- Opening Delimiter -
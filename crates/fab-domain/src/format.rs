//! Registro de formatos de diseño.
//!
//! `DesignFormat` enumera los tipos de artefacto que un step puede declarar
//! como dependencia o salida. Funciona como contrato de cableado entre steps:
//! nunca se comunican directamente, sólo mediante rutas registradas en el
//! estado bajo uno de estos tags. El enum es cerrado a propósito: integrar una
//! herramienta nueva añade steps, no formatos ad-hoc.

use serde::{Deserialize, Serialize};
use std::fmt;

use crate::DomainError;

/// Tipos de artefacto intercambiados entre steps.
#[derive(Debug, Clone, Copy, PartialEq, Eq, Hash, Serialize, Deserialize)]
#[serde(rename_all = "snake_case")]
pub enum DesignFormat {
    /// Fuentes RTL (Verilog).
    Rtl,
    /// Netlist lógico post-síntesis.
    Netlist,
    /// Netlist con pines de alimentación conectados.
    PoweredNetlist,
    /// Vista física en DEF.
    Def,
    /// Base de datos de layout (OpenDB).
    Odb,
    /// Vista de abstracción física (LEF).
    Lef,
    /// Layout final en GDSII.
    Gds,
    /// Restricciones de timing (SDC).
    Sdc,
    /// Anotación de retardos (SDF).
    Sdf,
    /// Parásitos extraídos (SPEF).
    Spef,
    /// Vista de timing liberty.
    Lib,
}

impl DesignFormat {
    /// Todos los formatos registrados, en orden estable.
    pub fn all() -> &'static [DesignFormat] {
        use DesignFormat::*;
        &[Rtl, Netlist, PoweredNetlist, Def, Odb, Lef, Gds, Sdc, Sdf, Spef, Lib]
    }

    /// Tag estable usado como clave de estado y en serialización.
    pub fn tag(&self) -> &'static str {
        match self {
            DesignFormat::Rtl => "rtl",
            DesignFormat::Netlist => "netlist",
            DesignFormat::PoweredNetlist => "powered_netlist",
            DesignFormat::Def => "def",
            DesignFormat::Odb => "odb",
            DesignFormat::Lef => "lef",
            DesignFormat::Gds => "gds",
            DesignFormat::Sdc => "sdc",
            DesignFormat::Sdf => "sdf",
            DesignFormat::Spef => "spef",
            DesignFormat::Lib => "lib",
        }
    }

    /// Extensión canónica en disco.
    pub fn extension(&self) -> &'static str {
        match self {
            DesignFormat::Rtl => "v",
            DesignFormat::Netlist => "nl.v",
            DesignFormat::PoweredNetlist => "pnl.v",
            DesignFormat::Def => "def",
            DesignFormat::Odb => "odb",
            DesignFormat::Lef => "lef",
            DesignFormat::Gds => "gds",
            DesignFormat::Sdc => "sdc",
            DesignFormat::Sdf => "sdf",
            DesignFormat::Spef => "spef",
            DesignFormat::Lib => "lib",
        }
    }

    /// Nombre legible para reportes.
    pub fn describe(&self) -> &'static str {
        match self {
            DesignFormat::Rtl => "RTL sources",
            DesignFormat::Netlist => "logic netlist",
            DesignFormat::PoweredNetlist => "powered netlist",
            DesignFormat::Def => "design exchange format view",
            DesignFormat::Odb => "OpenDB database",
            DesignFormat::Lef => "library exchange format view",
            DesignFormat::Gds => "GDSII stream",
            DesignFormat::Sdc => "timing constraints",
            DesignFormat::Sdf => "delay annotation",
            DesignFormat::Spef => "extracted parasitics",
            DesignFormat::Lib => "liberty timing view",
        }
    }

    /// Busca un formato por su tag.
    pub fn from_tag(tag: &str) -> Result<DesignFormat, DomainError> {
        DesignFormat::all()
            .iter()
            .copied()
            .find(|f| f.tag() == tag)
            .ok_or_else(|| DomainError::UnknownFormat(tag.to_string()))
    }
}

impl fmt::Display for DesignFormat {
    fn fmt(&self, f: &mut fmt::Formatter<'_>) -> fmt::Result {
        f.write_str(self.tag())
    }
}

#[cfg(test)]
mod tests {
    use super::*;

    #[test]
    fn tags_are_unique_and_roundtrip() {
        let mut seen = std::collections::HashSet::new();
        for fmt in DesignFormat::all() {
            assert!(seen.insert(fmt.tag()), "tag duplicado: {}", fmt.tag());
            assert_eq!(DesignFormat::from_tag(fmt.tag()).unwrap(), *fmt);
        }
    }

    #[test]
    fn unknown_tag_is_an_error() {
        assert_eq!(DesignFormat::from_tag("bitstream"),
                   Err(DomainError::UnknownFormat("bitstream".to_string())));
    }

    #[test]
    fn serde_uses_the_tag() {
        let json = serde_json::to_string(&DesignFormat::PoweredNetlist).unwrap();
        assert_eq!(json, "\"powered_netlist\"");
        let back: DesignFormat = serde_json::from_str(&json).unwrap();
        assert_eq!(back, DesignFormat::PoweredNetlist);
    }
}
//! Constantes del motor.
//!
//! Valores estáticos que participan en fingerprints y en la compatibilidad
//! entre versiones. `ENGINE_VERSION` entra al hash de cada fingerprint: un
//! cambio de versión invalida determinísticamente resultados previos aunque
//! definición y datos no cambien.

/// Versión lógica del motor.
pub const ENGINE_VERSION: &str = "1.0";

/// Nombre del archivo de estado de entrada persistido en el sandbox del step.
pub const STATE_IN_FILE: &str = "state_in.json";

/// Nombre del archivo de estado de salida persistido en el sandbox del step.
pub const STATE_OUT_FILE: &str = "state_out.json";

/// Nombre del archivo con el slice de configuración consumido por el step.
pub const CONFIG_SLICE_FILE: &str = "config.json";

/// Fragmento de métricas reportado por el step en su sandbox.
pub const METRICS_FRAGMENT_FILE: &str = "metrics.json";
use crate::features::{
    parse_amount, CardNumber, JsonFile, Persistence, Session, SessionFile, Store, StoreError,
    TransactionType,
};
use anyhow::{bail, Context};
use clap::{Parser, Subcommand};
use rust_decimal::prelude::*;
use rust_decimal_macros::dec;
use std::io::Write;
use std::path::{Path, PathBuf};

const ACCOUNTS_FILE: &str = "accounts.json";
const SESSION_FILE: &str = "session.json";
const PIN_MAX_LEN: usize = 4;
const FAST_CASH: u32 = 100;

/// A command line ATM backed by local JSON files
#[derive(Parser, Debug)]
#[clap(name = "atm", version)]
pub struct Cli {
    /// Directory holding the accounts and the current login
    #[clap(long, env = "ATM_DATA_DIR", default_value = ".atm", global = true)]
    pub data_dir: PathBuf,

    #[clap(subcommand)]
    pub command: Command,
}

#[derive(Subcommand, Debug)]
pub enum Command {
    /// Open a new account
    Signup {
        /// Full name
        #[clap(long)]
        name: String,
        /// Card number to assign, must not be in use
        #[clap(long)]
        card: String,
        /// Secret PIN, up to 4 characters
        #[clap(long)]
        pin: String,
    },

    /// Log in with a card number and PIN
    Login {
        #[clap(long)]
        card: String,
        #[clap(long)]
        pin: String,
    },

    /// Forget the current login
    Logout,

    /// Show the balance of the logged in account
    Balance,

    /// Deposit funds into the logged in account
    Deposit { amount: String },

    /// Withdraw funds from the logged in account
    Withdraw { amount: String },

    /// Withdraw $100 in one step
    FastCash,

    /// Show the most recent transactions
    Statement {
        /// Write the statement as CSV
        #[clap(long)]
        csv: bool,
    },
}

/// The front end: turns commands into store operations and renders the outcome
pub struct Atm<P: Persistence> {
    store: Store<P>,
    session: SessionFile,
}

impl Atm<JsonFile> {
    pub fn open(data_dir: &Path) -> anyhow::Result<Self> {
        let store = Store::open(JsonFile::new(data_dir.join(ACCOUNTS_FILE)))
            .with_context(|| format!("Unable to open accounts in {}", data_dir.display()))?;
        Ok(Self::new(store, SessionFile::new(data_dir.join(SESSION_FILE))))
    }
}

impl<P: Persistence> Atm<P> {
    pub fn new(store: Store<P>, session: SessionFile) -> Self {
        Self { store, session }
    }

    pub fn execute(&mut self, command: Command, out: &mut impl Write) -> anyhow::Result<()> {
        match command {
            Command::Signup { name, card, pin } => self.signup(&name, &card, &pin, out),
            Command::Login { card, pin } => self.login(&card, &pin, out),
            Command::Logout => {
                self.session.clear()?;
                writeln!(out, "Logged out")?;
                Ok(())
            }
            Command::Balance => self.balance(out),
            Command::Deposit { amount } => {
                self.transact(TransactionType::Deposit, parse_amount(&amount)?, out)
            }
            Command::Withdraw { amount } => {
                self.transact(TransactionType::Withdrawal, parse_amount(&amount)?, out)
            }
            Command::FastCash => {
                let amount = Decimal::from(FAST_CASH);
                writeln!(out, "Fast Cash $ {} processing...", format_money(amount))?;
                self.transact(TransactionType::Withdrawal, amount, out)
            }
            Command::Statement { csv } => self.statement(csv, out),
        }
    }

    fn signup(&mut self, name: &str, card: &str, pin: &str, out: &mut impl Write) -> anyhow::Result<()> {
        if name.trim().is_empty() || card.trim().is_empty() || pin.is_empty() {
            bail!("Name, card number and PIN are required");
        }
        if pin.chars().count() > PIN_MAX_LEN {
            bail!("PIN must be at most {PIN_MAX_LEN} characters");
        }

        match self.store.create(name, CardNumber::new(card), pin) {
            Ok(_) => {
                writeln!(out, "Account Created Successfully!")?;
                Ok(())
            }
            Err(StoreError::DuplicateCard(_)) => bail!("Card Number already exists"),
            Err(e) => Err(e.into()),
        }
    }

    fn login(&mut self, card: &str, pin: &str, out: &mut impl Write) -> anyhow::Result<()> {
        let card_no = CardNumber::new(card);
        let account = match self.store.authenticate(&card_no, pin) {
            Ok(account) => account.clone(),
            Err(_) => bail!("Invalid Card Number or PIN"),
        };

        writeln!(out, "Welcome, {}", account.name())?;
        self.session.save(&Session::new(card_no, account))
    }

    fn logged_in(&self) -> anyhow::Result<Session> {
        let session = self
            .session
            .load()?
            .context("Not logged in. Run `atm login` first")?;
        debug!("Logged in as {}", session.account().name());
        Ok(session)
    }

    fn balance(&self, out: &mut impl Write) -> anyhow::Result<()> {
        let session = self.logged_in()?;
        let account = self
            .store
            .account(session.card_no())
            .with_context(|| format!("No account for card number {}", session.card_no()))?;

        writeln!(out, "Welcome, {}", account.name())?;
        writeln!(out, "Total Balance: $ {}", format_money(account.balance()))?;
        Ok(())
    }

    fn transact(
        &mut self,
        transaction_type: TransactionType,
        amount: Decimal,
        out: &mut impl Write,
    ) -> anyhow::Result<()> {
        let card_no = self.logged_in()?.card_no().clone();
        let result = match transaction_type {
            TransactionType::Deposit => self.store.deposit(&card_no, amount),
            TransactionType::Withdrawal => self.store.withdraw(&card_no, amount),
        };

        let account = match result {
            Ok(account) => account.clone(),
            Err(StoreError::Storage(e)) => return Err(e),
            Err(e) => {
                debug!("{e}");
                bail!("Insufficient balance or invalid operation");
            }
        };

        writeln!(out, "{transaction_type} successful!")?;
        writeln!(out, "Total Balance: $ {}", format_money(account.balance()))?;
        self.session.save(&Session::new(card_no, account))
    }

    fn statement(&self, as_csv: bool, out: &mut impl Write) -> anyhow::Result<()> {
        let session = self.logged_in()?;
        let account = self
            .store
            .account(session.card_no())
            .with_context(|| format!("No account for card number {}", session.card_no()))?;

        if as_csv {
            let mut wtr = csv::Writer::from_writer(&mut *out);
            wtr.write_record(["date", "type", "amount", "balance"])?;
            for tx in account.transactions() {
                wtr.write_record([
                    tx.date().to_string(),
                    tx.transaction_type().to_string(),
                    tx.amount().normalize().to_string(),
                    tx.balance().normalize().to_string(),
                ])?;
            }
            wtr.flush()?;
            return Ok(());
        }

        writeln!(out, "Recent Transactions")?;
        writeln!(out, "{:<24} {:<10} {:>14} {}", "Date", "Type", "Amount", "Status")?;
        let mut transactions = account.transactions().peekable();
        if transactions.peek().is_none() {
            writeln!(out, "No transactions found")?;
        }
        for tx in transactions {
            writeln!(
                out,
                "{:<24} {:<10} {:>14} Success",
                tx.date(),
                tx.transaction_type(),
                format_signed(tx.amount())
            )?;
        }
        Ok(())
    }
}

/// Renders an amount with thousands separators, e.g. `1,234.5`
fn format_money(amount: Decimal) -> String {
    let amount = amount
        .round_dp_with_strategy(2, RoundingStrategy::MidpointAwayFromZero)
        .normalize();
    let text = amount.abs().to_string();
    let (whole, fraction) = match text.split_once('.') {
        Some((whole, fraction)) => (whole, Some(fraction)),
        None => (text.as_str(), None),
    };

    let mut formatted = String::with_capacity(text.len() + whole.len() / 3 + 1);
    if amount.is_sign_negative() && !amount.is_zero() {
        formatted.push('-');
    }
    for (i, digit) in whole.chars().enumerate() {
        if i > 0 && (whole.len() - i) % 3 == 0 {
            formatted.push(',');
        }
        formatted.push(digit);
    }
    if let Some(fraction) = fraction {
        formatted.push('.');
        formatted.push_str(fraction);
    }
    formatted
}

/// Statement amounts are shown as recorded. Credits get a leading `+`
fn format_signed(amount: Decimal) -> String {
    let amount = amount.normalize();
    if amount > dec!(0) {
        format!("+{amount}")
    } else {
        amount.to_string()
    }
}
use super::account::{Account, CardNumber};
use super::storage::{read_json, write_json};
use anyhow::Context;
use serde::{Deserialize, Serialize};
use std::fs;
use std::io::ErrorKind;
use std::path::PathBuf;

/// Who is logged in, with the account as it looked after the last command.
///
/// Only used to remember the login across invocations. The store never
/// consults it when authorizing anything.
#[derive(Serialize, Deserialize, Debug, Clone, PartialEq)]
#[serde(rename_all = "camelCase")]
pub struct Session {
    card_no: CardNumber,
    account: Account,
}

impl Session {
    pub fn new(card_no: CardNumber, account: Account) -> Self {
        Self { card_no, account }
    }

    pub fn card_no(&self) -> &CardNumber {
        &self.card_no
    }

    pub fn account(&self) -> &Account {
        &self.account
    }
}

#[derive(Debug, Clone)]
pub struct SessionFile {
    path: PathBuf,
}

impl SessionFile {
    pub fn new(path: impl Into<PathBuf>) -> Self {
        Self { path: path.into() }
    }

    pub fn load(&self) -> anyhow::Result<Option<Session>> {
        read_json(&self.path)
    }

    pub fn save(&self, session: &Session) -> anyhow::Result<()> {
        write_json(&self.path, session)
    }

    /// Forgets the current login. Clearing twice is not an error.
    pub fn clear(&self) -> anyhow::Result<()> {
        match fs::remove_file(&self.path) {
            Err(e) if e.kind() != ErrorKind::NotFound => {
                Err(e).with_context(|| format!("Unable to remove {}", self.path.display()))
            }
            _ => Ok(()),
        }
    }
}
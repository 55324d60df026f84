use super::account::{Account, CardNumber};
use anyhow::Context;
use std::collections::BTreeMap;
use std::fs::{self, File};
use std::io::{BufReader, BufWriter, ErrorKind, Write};
use std::path::{Path, PathBuf};
use tempfile::NamedTempFile;

pub type Accounts = BTreeMap<CardNumber, Account>;

/// Where the store keeps its accounts between runs.
///
/// The whole map is written on every successful mutation and read once when
/// the store is opened. There are no partial updates.
pub trait Persistence {
    fn load(&self) -> anyhow::Result<Accounts>;

    fn save(&mut self, accounts: &Accounts) -> anyhow::Result<()>;
}

/// Keeps the accounts as a single JSON object keyed by card number
#[derive(Debug, Clone)]
pub struct JsonFile {
    path: PathBuf,
}

impl JsonFile {
    pub fn new(path: impl Into<PathBuf>) -> Self {
        Self { path: path.into() }
    }
}

impl Persistence for JsonFile {
    fn load(&self) -> anyhow::Result<Accounts> {
        read_json(&self.path).map(Option::unwrap_or_default)
    }

    fn save(&mut self, accounts: &Accounts) -> anyhow::Result<()> {
        write_json(&self.path, accounts)?;
        debug!(
            "Saved {} account(s) to {}",
            accounts.len(),
            self.path.display()
        );
        Ok(())
    }
}

/// Reads a JSON document, treating a missing file as `None`.
pub(crate) fn read_json<T>(path: &Path) -> anyhow::Result<Option<T>>
where
    T: serde::de::DeserializeOwned,
{
    let file = match File::open(path) {
        Ok(file) => file,
        Err(e) if e.kind() == ErrorKind::NotFound => return Ok(None),
        Err(e) => {
            return Err(e).with_context(|| format!("Unable to open {}", path.display()));
        }
    };

    let value = serde_json::from_reader(BufReader::new(file))
        .with_context(|| format!("Unable to parse {}", path.display()))?;
    Ok(Some(value))
}

/// Replaces the file at `path` with the JSON encoding of `value`.
///
/// The document is written to a sibling temporary file and renamed over
/// `path`, so a failed write leaves the previous contents in place.
pub(crate) fn write_json<T>(path: &Path, value: &T) -> anyhow::Result<()>
where
    T: serde::Serialize,
{
    let dir = match path.parent().filter(|dir| !dir.as_os_str().is_empty()) {
        Some(dir) => dir,
        None => Path::new("."),
    };
    fs::create_dir_all(dir)
        .with_context(|| format!("Unable to create directory {}", dir.display()))?;

    let tmp = NamedTempFile::new_in(dir)
        .with_context(|| format!("Unable to create a temporary file in {}", dir.display()))?;
    let mut writer = BufWriter::new(tmp);
    serde_json::to_writer_pretty(&mut writer, value)
        .with_context(|| format!("Unable to encode {}", path.display()))?;
    writer
        .flush()
        .with_context(|| format!("Unable to write {}", path.display()))?;

    let tmp = writer
        .into_inner()
        .map_err(|e| e.into_error())
        .with_context(|| format!("Unable to write {}", path.display()))?;
    tmp.as_file()
        .sync_all()
        .with_context(|| format!("Unable to write {}", path.display()))?;
    tmp.persist(path)
        .map_err(|e| e.error)
        .with_context(|| format!("Unable to replace {}", path.display()))?;
    Ok(())
}

/// In-memory persistence that records every snapshot it is handed
#[cfg(test)]
#[derive(Debug, Default)]
pub(crate) struct Memory {
    pub(crate) initial: Accounts,
    pub(crate) snapshots: Vec<Accounts>,
    pub(crate) fail_saves: bool,
}

#[cfg(test)]
impl Persistence for Memory {
    fn load(&self) -> anyhow::Result<Accounts> {
        Ok(self.initial.clone())
    }

    fn save(&mut self, accounts: &Accounts) -> anyhow::Result<()> {
        if self.fail_saves {
            anyhow::bail!("storage quota exceeded");
        }
        self.snapshots.push(accounts.clone());
        Ok(())
    }
}

#[cfg(test)]
mod tests {
    use super::*;
    use crate::features::transaction::TransactionType;
    use rust_decimal_macros::dec;

    fn sample() -> Accounts {
        let mut alice = Account::new("Alice", "9999");
        alice
            .apply(
                dec!(500),
                TransactionType::Deposit,
                "1/1/2024, 9:00:00 AM".to_string(),
            )
            .unwrap();

        let mut accounts = Accounts::new();
        accounts.insert(CardNumber::from("1111"), alice);
        accounts.insert(CardNumber::from("2222"), Account::new("Bob", "1234"));
        accounts
    }

    #[test]
    fn missing_file_loads_empty() {
        let dir = tempfile::tempdir().unwrap();
        let storage = JsonFile::new(dir.path().join("accounts.json"));

        assert!(storage.load().unwrap().is_empty());
    }

    #[test]
    fn saved_accounts_load_back() {
        let dir = tempfile::tempdir().unwrap();
        let path = dir.path().join("nested").join("accounts.json");
        let accounts = sample();

        JsonFile::new(&path).save(&accounts).unwrap();

        assert_eq!(JsonFile::new(&path).load().unwrap(), accounts);
    }

    #[test]
    fn save_replaces_previous_contents() {
        let dir = tempfile::tempdir().unwrap();
        let mut storage = JsonFile::new(dir.path().join("accounts.json"));

        storage.save(&sample()).unwrap();
        storage.save(&Accounts::new()).unwrap();

        assert!(storage.load().unwrap().is_empty());
    }

    #[test]
    fn file_layout_is_keyed_by_card_number() {
        let dir = tempfile::tempdir().unwrap();
        let path = dir.path().join("accounts.json");
        JsonFile::new(&path).save(&sample()).unwrap();

        let raw: serde_json::Value =
            serde_json::from_str(&fs::read_to_string(&path).unwrap()).unwrap();

        assert_eq!(
            raw["2222"],
            serde_json::json!({
                "name": "Bob",
                "pin": "1234",
                "balance": "0",
                "transactions": [],
            })
        );
        assert_eq!(raw["1111"]["transactions"][0]["type"], "DEPOSIT");
        assert_eq!(raw["1111"]["balance"], "500");
    }

    #[test]
    fn failed_write_keeps_previous_file() {
        let dir = tempfile::tempdir().unwrap();
        let path = dir.path().join("accounts.json");
        let accounts = sample();
        JsonFile::new(&path).save(&accounts).unwrap();

        // JSON object keys must be strings, so this fails halfway through encoding
        let mut unencodable = BTreeMap::new();
        unencodable.insert((1u8, 2u8), "value");
        assert!(write_json(&path, &unencodable).is_err());

        assert_eq!(JsonFile::new(&path).load().unwrap(), accounts);
        let leftovers: Vec<_> = fs::read_dir(dir.path())
            .unwrap()
            .map(|entry| entry.unwrap().file_name())
            .collect();
        assert_eq!(leftovers, vec![std::ffi::OsString::from("accounts.json")]);
    }

    #[test]
    fn corrupt_file_is_an_error() {
        let dir = tempfile::tempdir().unwrap();
        let path = dir.path().join("accounts.json");
        fs::write(&path, "{ not json").unwrap();

        let err = JsonFile::new(&path).load().unwrap_err();
        assert!(err.to_string().contains("Unable to parse"));
    }
}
- Closing Delimiter -
◆ **Task details**: Copy the lines of the data above exactly as written, beginning with the line containing "assert_eq!(back, DesignFormat::PoweredNetlist);" and ending with the line containing "pub const CONFIG_SLICE_FILE: &str", and leave out all other lines.

◆ **Exercise response**:
        assert_eq!(back, DesignFormat::PoweredNetlist);
    }
}
//! Constantes del motor.
//!
//! Valores estáticos que participan en fingerprints y en la compatibilidad
//! entre versiones. `ENGINE_VERSION` entra al hash de cada fingerprint: un
//! cambio de versión invalida determinísticamente resultados previos aunque
//! definición y datos no cambien.

/// Versión lógica del motor.
pub const ENGINE_VERSION: &str = "1.0";

/// Nombre del archivo de estado de entrada persistido en el sandbox del step.
pub const STATE_IN_FILE: &str = "state_in.json";

/// Nombre del archivo de estado de salida persistido en el sandbox del step.
pub const STATE_OUT_FILE: &str = "state_out.json";

/// Nombre del archivo con el slice de configuración consumido por el step.
pub const CONFIG_SLICE_FILE: &str = "config.json";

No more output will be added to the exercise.